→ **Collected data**

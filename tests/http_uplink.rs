use anyhow::{anyhow, Result};
use std::collections::HashMap;
use std::io::{BufRead, BufReader, Read, Write};
use std::net::{TcpListener, TcpStream};
use std::thread::{self, JoinHandle};
use std::time::Duration;

use crowdwatch_edge::config::UplinkSettings;
use crowdwatch_edge::uplink::codec::{self, PayloadEncoding};
use crowdwatch_edge::uplink::{HttpTransport, InMemorySpool, SpoolReason, UplinkClient};
use crowdwatch_edge::{CrowdSnapshot, DensityBucket, EdgeConfig, Trend};

struct Received {
    method: String,
    path: String,
    headers: HashMap<String, String>,
    body: Vec<u8>,
}

/// Answers one request per connection with the next status in `statuses`.
fn fake_server(statuses: Vec<u16>) -> Result<(String, JoinHandle<Vec<Received>>)> {
    let listener = TcpListener::bind("127.0.0.1:0")?;
    let addr = listener.local_addr()?;
    let handle = thread::spawn(move || {
        let mut received = Vec::new();
        for status in statuses {
            let Ok((stream, _)) = listener.accept() else {
                break;
            };
            match serve_one(stream, status) {
                Ok(request) => received.push(request),
                Err(_) => break,
            }
        }
        received
    });
    Ok((format!("http://{}", addr), handle))
}

fn serve_one(stream: TcpStream, status: u16) -> Result<Received> {
    stream.set_read_timeout(Some(Duration::from_secs(5)))?;
    let mut reader = BufReader::new(stream.try_clone()?);

    let mut request_line = String::new();
    reader.read_line(&mut request_line)?;
    let mut parts = request_line.split_whitespace();
    let method = parts.next().ok_or_else(|| anyhow!("empty request"))?.to_string();
    let path = parts.next().ok_or_else(|| anyhow!("no path"))?.to_string();

    let mut headers = HashMap::new();
    loop {
        let mut line = String::new();
        reader.read_line(&mut line)?;
        let line = line.trim_end();
        if line.is_empty() {
            break;
        }
        if let Some((name, value)) = line.split_once(':') {
            headers.insert(name.trim().to_ascii_lowercase(), value.trim().to_string());
        }
    }

    let length: usize = headers
        .get("content-length")
        .map(|v| v.parse())
        .transpose()?
        .unwrap_or(0);
    let mut body = vec![0u8; length];
    reader.read_exact(&mut body)?;

    let mut stream = stream;
    write!(
        stream,
        "HTTP/1.1 {} Scripted\r\nContent-Length: 0\r\nConnection: close\r\n\r\n",
        status
    )?;
    stream.flush()?;

    Ok(Received {
        method,
        path,
        headers,
        body,
    })
}

fn settings(server_url: &str) -> UplinkSettings {
    let mut settings = EdgeConfig::default().uplink;
    settings.server_url = server_url.to_string();
    settings.request_timeout = Duration::from_secs(5);
    settings.backoff_base = Duration::from_millis(5);
    settings.backoff_max = Duration::from_millis(20);
    settings.backoff_jitter = false;
    settings
}

fn snapshot(seq: u64) -> CrowdSnapshot {
    CrowdSnapshot {
        source_id: "plaza".into(),
        seq,
        timestamp: 1_700_000_000_000,
        count: 11,
        density: DensityBucket::Medium,
        trend: Some(Trend::Rising),
        anomaly: true,
        processing_ms: 27,
        detections: Vec::new(),
    }
}

#[test]
fn retries_server_errors_until_accepted() -> Result<()> {
    let (base, server) = fake_server(vec![500, 500, 200])?;
    let url = format!("{}/receive_data", base);
    let settings = settings(&url);
    let client = UplinkClient::spawn(
        &settings,
        "plaza-north",
        Box::new(HttpTransport::new(url.clone(), settings.request_timeout)),
        Box::new(InMemorySpool::new(4)),
        None,
    )?;
    client.submit(snapshot(42))?;
    let summary = client.shutdown()?;
    let requests = server.join().map_err(|_| anyhow!("server thread panicked"))?;

    assert_eq!(summary.delivered, 1);
    assert_eq!(summary.retries, 2);
    assert_eq!(requests.len(), 3);
    for (i, request) in requests.iter().enumerate() {
        assert_eq!(request.method, "POST");
        assert_eq!(request.path, "/receive_data");
        assert_eq!(request.headers["x-device-id"], "plaza-north");
        assert_eq!(request.headers["x-payload-encoding"], "zlib");
        assert_eq!(request.headers["x-schema-version"], "1");
        assert_eq!(request.headers["content-type"], "application/json");
        assert_eq!(request.headers["x-attempt"], (i + 1).to_string());
    }
    let decoded = codec::decode(&requests[2].body, PayloadEncoding::Zlib)?;
    assert_eq!(decoded, snapshot(42));
    Ok(())
}

#[test]
fn client_error_goes_straight_to_spool() -> Result<()> {
    let (base, server) = fake_server(vec![400])?;
    let mut settings = settings(&base);
    settings.compression_enabled = false;
    let client = UplinkClient::spawn(
        &settings,
        "plaza-north",
        Box::new(HttpTransport::new(base.clone(), settings.request_timeout)),
        Box::new(InMemorySpool::new(4)),
        None,
    )?;
    client.submit(snapshot(1))?;
    let (summary, spool) = client.shutdown_with_spool()?;
    let requests = server.join().map_err(|_| anyhow!("server thread panicked"))?;

    assert_eq!(requests.len(), 1);
    assert_eq!(requests[0].headers["x-payload-encoding"], "identity");
    assert_eq!(summary.spooled, 1);
    let entries = spool.entries()?;
    assert_eq!(entries[0].reason, SpoolReason::Rejected);
    assert_eq!(entries[0].last_error.as_deref(), Some("HTTP 400"));
    assert_eq!(
        codec::decode(&entries[0].payload, entries[0].encoding)?,
        snapshot(1)
    );
    Ok(())
}

#[test]
fn unreachable_server_exhausts_retries() -> Result<()> {
    let port = {
        let listener = TcpListener::bind("127.0.0.1:0")?;
        listener.local_addr()?.port()
    };
    let url = format!("http://127.0.0.1:{}/receive_data", port);
    let mut settings = settings(&url);
    settings.max_uplink_retries = 2;
    let client = UplinkClient::spawn(
        &settings,
        "plaza-north",
        Box::new(HttpTransport::new(url.clone(), settings.request_timeout)),
        Box::new(InMemorySpool::new(4)),
        None,
    )?;
    client.submit(snapshot(9))?;
    let (summary, spool) = client.shutdown_with_spool()?;

    assert_eq!(summary.delivered, 0);
    let entries = spool.entries()?;
    assert_eq!(entries.len(), 1);
    assert_eq!(entries[0].reason, SpoolReason::Exhausted);
    assert_eq!(entries[0].attempts, 2);
    Ok(())
}

#[test]
fn health_probe_reports_status() -> Result<()> {
    let (base, server) = fake_server(vec![204])?;
    let probe_url = format!("{}/ping", base);
    let transport = HttpTransport::new(base.clone(), Duration::from_secs(5));
    assert_eq!(transport.probe(&probe_url)?, 204);
    let requests = server.join().map_err(|_| anyhow!("server thread panicked"))?;
    assert_eq!(requests[0].method, "GET");
    assert_eq!(requests[0].path, "/ping");
    Ok(())
}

→ **Description of the task**
Every line of the records should be reproduced exactly.

→ **Expected answer**
filename tests/http_uplink.rs
use anyhow::{anyhow, Result};
use std::collections::HashMap;
use std::io::{BufRead, BufReader, Read, Write};
use std::net::{TcpListener, TcpStream};
use std::thread::{self, JoinHandle};
use std::time::Duration;

use crowdwatch_edge::config::UplinkSettings;
use crowdwatch_edge::uplink::codec::{self, PayloadEncoding};
use crowdwatch_edge::uplink::{HttpTransport, InMemorySpool, SpoolReason, UplinkClient};
use crowdwatch_edge::{CrowdSnapshot, DensityBucket, EdgeConfig, Trend};

struct Received {
    method: String,
    path: String,
    headers: HashMap<String, String>,
    body: Vec<u8>,
}

/// Answers one request per connection with the next status in `statuses`.
fn fake_server(statuses: Vec<u16>) -> Result<(String, JoinHandle<Vec<Received>>)> {
    let listener = TcpListener::bind("127.0.0.1:0")?;
    let addr = listener.local_addr()?;
    let handle = thread::spawn(move || {
        let mut received = Vec::new();
        for status in statuses {
            let Ok((stream, _)) = listener.accept() else {
                break;
            };
            match serve_one(stream, status) {
                Ok(request) => received.push(request),
                Err(_) => break,
            }
        }
        received
    });
    Ok((format!("http://{}", addr), handle))
}

fn serve_one(stream: TcpStream, status: u16) -> Result<Received> {
    stream.set_read_timeout(Some(Duration::from_secs(5)))?;
    let mut reader = BufReader::new(stream.try_clone()?);

    let mut request_line = String::new();
    reader.read_line(&mut request_line)?;
    let mut parts = request_line.split_whitespace();
    let method = parts.next().ok_or_else(|| anyhow!("empty request"))?.to_string();
    let path = parts.next().ok_or_else(|| anyhow!("no path"))?.to_string();

    let mut headers = HashMap::new();
    loop {
        let mut line = String::new();
        reader.read_line(&mut line)?;
        let line = line.trim_end();
        if line.is_empty() {
            break;
        }
        if let Some((name, value)) = line.split_once(':') {
            headers.insert(name.trim().to_ascii_lowercase(), value.trim().to_string());
        }
    }

    let length: usize = headers
        .get("content-length")
        .map(|v| v.parse())
        .transpose()?
        .unwrap_or(0);
    let mut body = vec![0u8; length];
    reader.read_exact(&mut body)?;

    let mut stream = stream;
    write!(
        stream,
        "HTTP/1.1 {} Scripted\r\nContent-Length: 0\r\nConnection: close\r\n\r\n",
        status
    )?;
    stream.flush()?;

    Ok(Received {
        method,
        path,
        headers,
        body,
    })
}

fn settings(server_url: &str) -> UplinkSettings {
    let mut settings = EdgeConfig::default().uplink;
    settings.server_url = server_url.to_string();
    settings.request_timeout = Duration::from_secs(5);
    settings.backoff_base = Duration::from_millis(5);
    settings.backoff_max = Duration::from_millis(20);
    settings.backoff_jitter = false;
    settings
}

fn snapshot(seq: u64) -> CrowdSnapshot {
    CrowdSnapshot {
        source_id: "plaza".into(),
        seq,
        timestamp: 1_700_000_000_000,
        count: 11,
        density: DensityBucket::Medium,
        trend: Some(Trend::Rising),
        anomaly: true,
        processing_ms: 27,
        detections: Vec::new(),
    }
}

#[test]
fn retries_server_errors_until_accepted() -> Result<()> {
    let (base, server) = fake_server(vec![500, 500, 200])?;
    let url = format!("{}/receive_data", base);
    let settings = settings(&url);
    let client = UplinkClient::spawn(
        &settings,
        "plaza-north",
        Box::new(HttpTransport::new(url.clone(), settings.request_timeout)),
        Box::new(InMemorySpool::new(4)),
        None,
    )?;
    client.submit(snapshot(42))?;
    let summary = client.shutdown()?;
    let requests = server.join().map_err(|_| anyhow!("server thread panicked"))?;

    assert_eq!(summary.delivered, 1);
    assert_eq!(summary.retries, 2);
    assert_eq!(requests.len(), 3);
    for (i, request) in requests.iter().enumerate() {
        assert_eq!(request.method, "POST");
        assert_eq!(request.path, "/receive_data");
        assert_eq!(request.headers["x-device-id"], "plaza-north");
        assert_eq!(request.headers["x-payload-encoding"], "zlib");
        assert_eq!(request.headers["x-schema-version"], "1");
        assert_eq!(request.headers["content-type"], "application/json");
        assert_eq!(request.headers["x-attempt"], (i + 1).to_string());
    }
    let decoded = codec::decode(&requests[2].body, PayloadEncoding::Zlib)?;
    assert_eq!(decoded, snapshot(42));
    Ok(())
}

#[test]
fn client_error_goes_straight_to_spool() -> Result<()> {
    let (base, server) = fake_server(vec![400])?;
    let mut settings = settings(&base);
    settings.compression_enabled = false;
    let client = UplinkClient::spawn(
        &settings,
        "plaza-north",
        Box::new(HttpTransport::new(base.clone(), settings.request_timeout)),
        Box::new(InMemorySpool::new(4)),
        None,
    )?;
    client.submit(snapshot(1))?;
    let (summary, spool) = client.shutdown_with_spool()?;
    let requests = server.join().map_err(|_| anyhow!("server thread panicked"))?;

    assert_eq!(requests.len(), 1);
    assert_eq!(requests[0].headers["x-payload-encoding"], "identity");
    assert_eq!(summary.spooled, 1);
    let entries = spool.entries()?;
    assert_eq!(entries[0].reason, SpoolReason::Rejected);
    assert_eq!(entries[0].last_error.as_deref(), Some("HTTP 400"));
    assert_eq!(
        codec::decode(&entries[0].payload, entries[0].encoding)?,
        snapshot(1)
    );
    Ok(())
}

#[test]
fn unreachable_server_exhausts_retries() -> Result<()> {
    let port = {
        let listener = TcpListener::bind("127.0.0.1:0")?;
        listener.local_addr()?.port()
    };
    let url = format!("http://127.0.0.1:{}/receive_data", port);
    let mut settings = settings(&url);
    settings.max_uplink_retries = 2;
    let client = UplinkClient::spawn(
        &settings,
        "plaza-north",
        Box::new(HttpTransport::new(url.clone(), settings.request_timeout)),
        Box::new(InMemorySpool::new(4)),
        None,
    )?;
    client.submit(snapshot(9))?;
    let (summary, spool) = client.shutdown_with_spool()?;

    assert_eq!(summary.delivered, 0);
    let entries = spool.entries()?;
    assert_eq!(entries.len(), 1);
    assert_eq!(entries[0].reason, SpoolReason::Exhausted);
    assert_eq!(entries[0].attempts, 2);
    Ok(())
}

#[test]
fn health_probe_reports_status() -> Result<()> {
    let (base, server) = fake_server(vec![204])?;
    let probe_url = format!("{}/ping", base);
    let transport = HttpTransport::new(base.clone(), Duration::from_secs(5));
    assert_eq!(transport.probe(&probe_url)?, 204);
    let requests = server.join().map_err(|_| anyhow!("server thread panicked"))?;
    assert_eq!(requests[0].method, "GET");
    assert_eq!(requests[0].path, "/ping");
    Ok(())
}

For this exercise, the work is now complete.